The Cache offers ample recreation opportunities, such as canoeing, hiking, bird watching, fishing, and hunting. The Henry N. Barkhausen Cache River Wetlands Center captures and exposes the unique natural and cultural history of the Cache River Wetlands, it also provides general information and guidance on the recreational activities of the region. The Wetlands Center also forms the southern anchor to the 47.5 mi Tunnel Hill State Trail, a known bicycle trail favored by enthusiasts. The trail provides an excellent look at the sloughs and bottomland forest as it follows the disused Norfolk Southern Railway grade (originally owned by the Cairo and Vincennes Railroad) from Karnak to Vienna, then continuing north through the Shawnee National Forest to Harrisburg, Illinois.

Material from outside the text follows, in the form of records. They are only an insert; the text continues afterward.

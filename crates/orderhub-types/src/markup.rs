//! Price markup rule types.
//!
//! A rule scopes itself with up to four optional dimensions. An unset
//! dimension is a wildcard. The resolution algorithm lives in the markup
//! crate; these are the persisted and wire shapes.

use chrono::{DateTime, Utc};
use rust_decimal::Decimal;
use serde::{Deserialize, Deserializer, Serialize};

/// An administrator-defined pricing rule.
#[derive(Debug, Clone, PartialEq, Serialize, Deserialize)]
pub struct PriceMarkup {
	pub id: u64,
	pub name: String,
	#[serde(default, skip_serializing_if = "Option::is_none")]
	pub store_id: Option<u64>,
	#[serde(default, skip_serializing_if = "Option::is_none")]
	pub supplier_id: Option<u64>,
	#[serde(default, skip_serializing_if = "Option::is_none")]
	pub category_id: Option<u64>,
	#[serde(default, skip_serializing_if = "Option::is_none")]
	pub material_id: Option<u64>,
	pub kind: MarkupKind,
	/// Fixed amount, or a fraction of the original price for percentage rules.
	pub value: Decimal,
	/// Lower clamp; zero disables it.
	#[serde(default)]
	pub min_markup: Decimal,
	/// Upper clamp; zero disables it.
	#[serde(default)]
	pub max_markup: Decimal,
	/// Derived from the bound dimensions. Never taken from input.
	pub specificity: u32,
	/// Explicit tie-breaker among rules of equal specificity.
	#[serde(default)]
	pub priority: i32,
	pub is_active: bool,
	#[serde(default, skip_serializing_if = "Option::is_none")]
	pub start_time: Option<DateTime<Utc>>,
	#[serde(default, skip_serializing_if = "Option::is_none")]
	pub end_time: Option<DateTime<Utc>>,
	#[serde(default, skip_serializing_if = "Option::is_none")]
	pub remark: Option<String>,
	pub created_at: DateTime<Utc>,
	pub updated_at: DateTime<Utc>,
}

#[derive(Debug, Clone, Copy, PartialEq, Eq, Serialize, Deserialize)]
#[serde(rename_all = "snake_case")]
pub enum MarkupKind {
	Fixed,
	Percentage,
}

/// Input of a markup calculation.
#[derive(Debug, Clone, Default, PartialEq, Serialize, Deserialize)]
pub struct MarkupRequest {
	#[serde(default)]
	pub store_id: Option<u64>,
	#[serde(default)]
	pub supplier_id: Option<u64>,
	#[serde(default)]
	pub category_id: Option<u64>,
	#[serde(default)]
	pub material_id: Option<u64>,
	pub original_price: Decimal,
}

/// Result of a markup calculation.
#[derive(Debug, Clone, PartialEq, Serialize, Deserialize)]
pub struct MarkupQuote {
	pub original_price: Decimal,
	pub markup_amount: Decimal,
	pub final_price: Decimal,
	pub rule_id: Option<u64>,
	pub rule_name: Option<String>,
}

impl MarkupQuote {
	/// A quote with zero markup, used when no rule matches.
	pub fn unmarked(original_price: Decimal) -> Self {
		Self {
			original_price,
			markup_amount: Decimal::ZERO,
			final_price: original_price,
			rule_id: None,
			rule_name: None,
		}
	}
}

/// Rule creation input.
#[derive(Debug, Clone, Serialize, Deserialize)]
pub struct CreateMarkupRequest {
	pub name: String,
	#[serde(default)]
	pub store_id: Option<u64>,
	#[serde(default)]
	pub supplier_id: Option<u64>,
	#[serde(default)]
	pub category_id: Option<u64>,
	#[serde(default)]
	pub material_id: Option<u64>,
	pub kind: MarkupKind,
	pub value: Decimal,
	#[serde(default)]
	pub min_markup: Decimal,
	#[serde(default)]
	pub max_markup: Decimal,
	#[serde(default)]
	pub priority: i32,
	#[serde(default = "default_active")]
	pub is_active: bool,
	#[serde(default)]
	pub start_time: Option<DateTime<Utc>>,
	#[serde(default)]
	pub end_time: Option<DateTime<Utc>>,
	#[serde(default)]
	pub remark: Option<String>,
}

/// Partial rule update. An absent field is left untouched; for the nullable
/// dimensions and window bounds an explicit `null` clears the value.
#[derive(Debug, Clone, Default, Serialize, Deserialize)]
pub struct UpdateMarkupRequest {
	#[serde(default)]
	pub name: Option<String>,
	#[serde(default, deserialize_with = "double_option")]
	pub store_id: Option<Option<u64>>,
	#[serde(default, deserialize_with = "double_option")]
	pub supplier_id: Option<Option<u64>>,
	#[serde(default, deserialize_with = "double_option")]
	pub category_id: Option<Option<u64>>,
	#[serde(default, deserialize_with = "double_option")]
	pub material_id: Option<Option<u64>>,
	#[serde(default)]
	pub kind: Option<MarkupKind>,
	#[serde(default)]
	pub value: Option<Decimal>,
	#[serde(default)]
	pub min_markup: Option<Decimal>,
	#[serde(default)]
	pub max_markup: Option<Decimal>,
	#[serde(default)]
	pub priority: Option<i32>,
	#[serde(default, deserialize_with = "double_option")]
	pub start_time: Option<Option<DateTime<Utc>>>,
	#[serde(default, deserialize_with = "double_option")]
	pub end_time: Option<Option<DateTime<Utc>>>,
	#[serde(default, deserialize_with = "double_option")]
	pub remark: Option<Option<String>>,
}

fn default_active() -> bool {
	true
}

/// Distinguishes an explicit `null` (`Some(None)`) from an absent field (`None`).
fn double_option<'de, T, D>(deserializer: D) -> Result<Option<Option<T>>, D::Error>
where
	T: Deserialize<'de>,
	D: Deserializer<'de>,
{
	Option::<T>::deserialize(deserializer).map(Some)
}

impl PriceMarkup {
	/// Whether the rule is active and `now` lies within its validity window.
	pub fn is_effective_at(&self, now: DateTime<Utc>) -> bool {
		self.is_active
			&& self.start_time.is_none_or(|start| start <= now)
			&& self.end_time.is_none_or(|end| now <= end)
	}

	/// Applies an update request field by field.
	pub fn apply_update(&mut self, update: UpdateMarkupRequest) {
		if let Some(name) = update.name {
			self.name = name;
		}
		if let Some(store_id) = update.store_id {
			self.store_id = store_id;
		}
		if let Some(supplier_id) = update.supplier_id {
			self.supplier_id = supplier_id;
		}
		if let Some(category_id) = update.category_id {
			self.category_id = category_id;
		}
		if let Some(material_id) = update.material_id {
			self.material_id = material_id;
		}
		if let Some(kind) = update.kind {
			self.kind = kind;
		}
		if let Some(value) = update.value {
			self.value = value;
		}
		if let Some(min_markup) = update.min_markup {
			self.min_markup = min_markup;
		}
		if let Some(max_markup) = update.max_markup {
			self.max_markup = max_markup;
		}
		if let Some(priority) = update.priority {
			self.priority = priority;
		}
		if let Some(start_time) = update.start_time {
			self.start_time = start_time;
		}
		if let Some(end_time) = update.end_time {
			self.end_time = end_time;
		}
		if let Some(remark) = update.remark {
			self.remark = remark;
		}
	}
}

#[cfg(test)]
mod tests {
	use super::*;

	#[test]
	fn test_update_distinguishes_null_from_absent() {
		let update: UpdateMarkupRequest =
			serde_json::from_value(serde_json::json!({"store_id": null, "value": "2.5"})).unwrap();
		assert_eq!(update.store_id, Some(None));
		assert_eq!(update.supplier_id, None);
		assert_eq!(update.value, Some(Decimal::new(25, 1)));
	}
}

The Friends of the Cache River Watershed is an organization that promotes natural resource conservation throughout the five county Cache River watershed. The organization focuses on environmental education, resource conservation, management, and related issues throughout the Cache Watershed. The organization advocates sustainable agriculture and forestry practices, as well as restoration of wetlands, bottomland, and upland forests. Friends of the Cache River Watershed facilitate a common meeting ground for individuals and entities associated with agriculture, education, tourism, rural communities, special interest groups, and government agencies that have an interest in the environment and natural resource usage, protection, and restoration.